Fannie Mae and Freddie Mac Directed to Follow Nontraditional Mortgage Guidance. Office of Federal Housing Enterprise Oversight (OFHEO) Director James B. Lockhart has ordered Fannie Mae and Freddie Mac, the two housing government-sponsored enterprises (GSEs), to take immediate action to implement the practices outlined in the "Interagency Guidance on Nontraditional Mortgage Product Risks" issued by the federal financial regulatory agencies (FRB, FDIC, NCUA, OCC, and OTS) (reported in the September 29th issue of InfoBytes). In separate letters to the GSEs, Director Lockhart directed the GSEs to (i) develop and implement written policies that specify acceptable product attributes, portfolio limits, sales and securitization practices, and risk management expectations, (ii) design and implement internal controls to ensure that mortgages purchased and guaranteed by the GSEs meet the underwriting and consumer protection standards of the guidance, (iii) design and implement enhanced performance and management reporting measures that provide early warning for increased risk, (iv) establish appropriate loan loss allowance levels that consider the credit quality of the portfolio and conditions that affect collectability, and (v) maintain capital commensurate with the risk characteristics of their nontraditional mortgage loan portfolios. Director Lockhart requested that the GSEs provide the examiner-in-charge with a complete report on the steps they have taken to implement these directives and the guidance by February 28, 2007. For further information see http://www.ofheo.gov/media/pdf/PRGuidance121306.pdf.

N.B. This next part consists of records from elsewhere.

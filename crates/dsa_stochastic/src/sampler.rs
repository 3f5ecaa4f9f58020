//! Raw shock sampling.
//!
//! Draws `n_paths × steps` six-variable shock vectors from a
//! [`FittedShockModel`]. Draws are generated path by path, then step by
//! step, from a single generator so that a seed reproduces the ensemble
//! exactly.
//!
//! The primary-balance shock is suppressed for the first `pb_zero_steps`
//! steps of every path. Under a VAR model this also removes the
//! primary-balance intercept and every lag coefficient into or out of the
//! primary balance for those steps.

use dsa_core::rng::DsaRng;
use dsa_core::types::{ShockFrequency, ShockVariable, N_SHOCK_VARIABLES};

use crate::estimator::{FittedShockModel, NormalModel, ResidualDraw, VarModel};

/// Raw draws at the native sampling frequency.
///
/// Layout is `[path][step][variable]`, row-major.
#[derive(Clone, Debug, PartialEq)]
pub struct ShockEnsemble {
    n_paths: usize,
    steps: usize,
    frequency: ShockFrequency,
    populated: [bool; N_SHOCK_VARIABLES],
    data: Vec<f64>,
}

impl ShockEnsemble {
    /// All-zero ensemble.
    pub fn zeros(n_paths: usize, steps: usize, frequency: ShockFrequency) -> Self {
        Self {
            n_paths,
            steps,
            frequency,
            populated: [true; N_SHOCK_VARIABLES],
            data: vec![0.0; n_paths * steps * N_SHOCK_VARIABLES],
        }
    }

    /// Number of paths.
    #[inline]
    pub fn n_paths(&self) -> usize {
        self.n_paths
    }

    /// Draw steps per path.
    #[inline]
    pub fn steps(&self) -> usize {
        self.steps
    }

    /// Sampling frequency of the draws.
    #[inline]
    pub fn frequency(&self) -> ShockFrequency {
        self.frequency
    }

    /// Whether a variable received draws (false for the column a VAR excluded).
    #[inline]
    pub fn is_populated(&self, variable: ShockVariable) -> bool {
        self.populated[variable.index()]
    }

    /// Single draw.
    #[inline]
    pub fn get(&self, path: usize, step: usize, variable: ShockVariable) -> f64 {
        self.data[self.offset(path, step) + variable.index()]
    }

    /// Overwrite a single draw.
    #[inline]
    pub fn set(&mut self, path: usize, step: usize, variable: ShockVariable, value: f64) {
        let offset = self.offset(path, step);
        self.data[offset + variable.index()] = value;
    }

    /// Shock vector of one path at one step.
    #[inline]
    pub fn vector(&self, path: usize, step: usize) -> &[f64] {
        let offset = self.offset(path, step);
        &self.data[offset..offset + N_SHOCK_VARIABLES]
    }

    /// All draws of one path, `steps × 6`.
    #[inline]
    pub fn path(&self, path: usize) -> &[f64] {
        let width = self.steps * N_SHOCK_VARIABLES;
        &self.data[path * width..(path + 1) * width]
    }

    #[inline]
    fn offset(&self, path: usize, step: usize) -> usize {
        (path * self.steps + step) * N_SHOCK_VARIABLES
    }
}

/// Draws raw shocks from a fitted model.
///
/// # Arguments
///
/// * `model` - Fitted shock distribution
/// * `n_paths` - Number of paths
/// * `steps` - Draw steps per path
/// * `pb_zero_steps` - Leading steps with the primary-balance shock zeroed
/// * `frequency` - Frequency of the draws, recorded on the ensemble
/// * `rng` - Random source
pub fn sample(
    model: &FittedShockModel,
    n_paths: usize,
    steps: usize,
    pb_zero_steps: usize,
    frequency: ShockFrequency,
    rng: &mut DsaRng,
) -> ShockEnsemble {
    let mut ensemble = ShockEnsemble::zeros(n_paths, steps, frequency);
    ensemble.populated = model.populated();

    match model {
        FittedShockModel::Normal(normal) => {
            sample_normal(normal, pb_zero_steps, &mut ensemble, rng);
        }
        FittedShockModel::Var {
            model,
            residual_draw,
        } => {
            sample_var(model, residual_draw, pb_zero_steps, &mut ensemble, rng);
        }
    }
    ensemble
}

fn sample_normal(
    model: &NormalModel,
    pb_zero_steps: usize,
    ensemble: &mut ShockEnsemble,
    rng: &mut DsaRng,
) {
    let factor = model.factor();
    let pb = ShockVariable::PrimaryBalance.index();
    let mut z = [0.0; N_SHOCK_VARIABLES];
    let steps = ensemble.steps;

    for (i, row) in ensemble.data.chunks_exact_mut(N_SHOCK_VARIABLES).enumerate() {
        rng.fill_normal(&mut z);
        factor.transform_into(&z, row);
        if i % steps < pb_zero_steps {
            row[pb] = 0.0;
        }
    }
}

fn sample_var(
    model: &VarModel,
    residual_draw: &ResidualDraw,
    pb_zero_steps: usize,
    ensemble: &mut ShockEnsemble,
    rng: &mut DsaRng,
) {
    let k = model.dim();
    let restricted = model.without_primary_balance();
    let pb_column = model.position(ShockVariable::PrimaryBalance);
    let targets: Vec<usize> = model.columns().iter().map(|v| v.index()).collect();

    let mut z = vec![0.0; k];
    let mut residual = vec![0.0; k];
    let mut previous = vec![0.0; k];
    let mut current = vec![0.0; k];

    for path in 0..ensemble.n_paths {
        for step in 0..ensemble.steps {
            match residual_draw {
                ResidualDraw::Bootstrap => {
                    let row = rng.gen_index(model.n_residuals());
                    residual.copy_from_slice(model.residual(row));
                }
                ResidualDraw::Cholesky(factor) => {
                    rng.fill_normal(&mut z);
                    factor.transform_into(&z, &mut residual);
                }
            }

            let active = if step < pb_zero_steps {
                if let Some(p) = pb_column {
                    residual[p] = 0.0;
                }
                &restricted
            } else {
                model
            };

            let lagged = (step > 0).then_some(previous.as_slice());
            active.step(lagged, &residual, &mut current);

            let offset = ensemble.offset(path, step);
            for (j, &target) in targets.iter().enumerate() {
                ensemble.data[offset + target] = current[j];
            }
            std::mem::swap(&mut previous, &mut current);
        }
    }
}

SEC To Propose Interpretive Guidance for Management to Improve Sarbanes-Oxley Implementation. On December 13, the Securities and Exchange Commission (SEC) voted to propose interpretive guidance for companies to use in evaluating their internal controls of financial reporting. The SEC also proposed amendments to Rules 13a-15 and 15d-15 to clarify that a company will satisfy its annual evaluation requirements of those rules (which implement Sarbanes-Oxley Section 404) by following the interpretive guidance. The SEC stated that its goal was to reduce uncertainty that currently exists in the implementation of Section 404, particularly regarding what constitutes a reasonable approach to management’s evaluation of its internal financial reporting controls. The guidance addresses four specific areas: (i) identification of risks to reliable financial reporting and the related controls that management has implemented to address those risks; (ii) evaluation of the operating effectiveness of controls; (iii) reporting the overall results of management's evaluation; and (iv) maintenance of documentation required in support of management’s assessment. To view the SEC press release, see http://www.sec.gov/news/press/2006/2006-206.htm.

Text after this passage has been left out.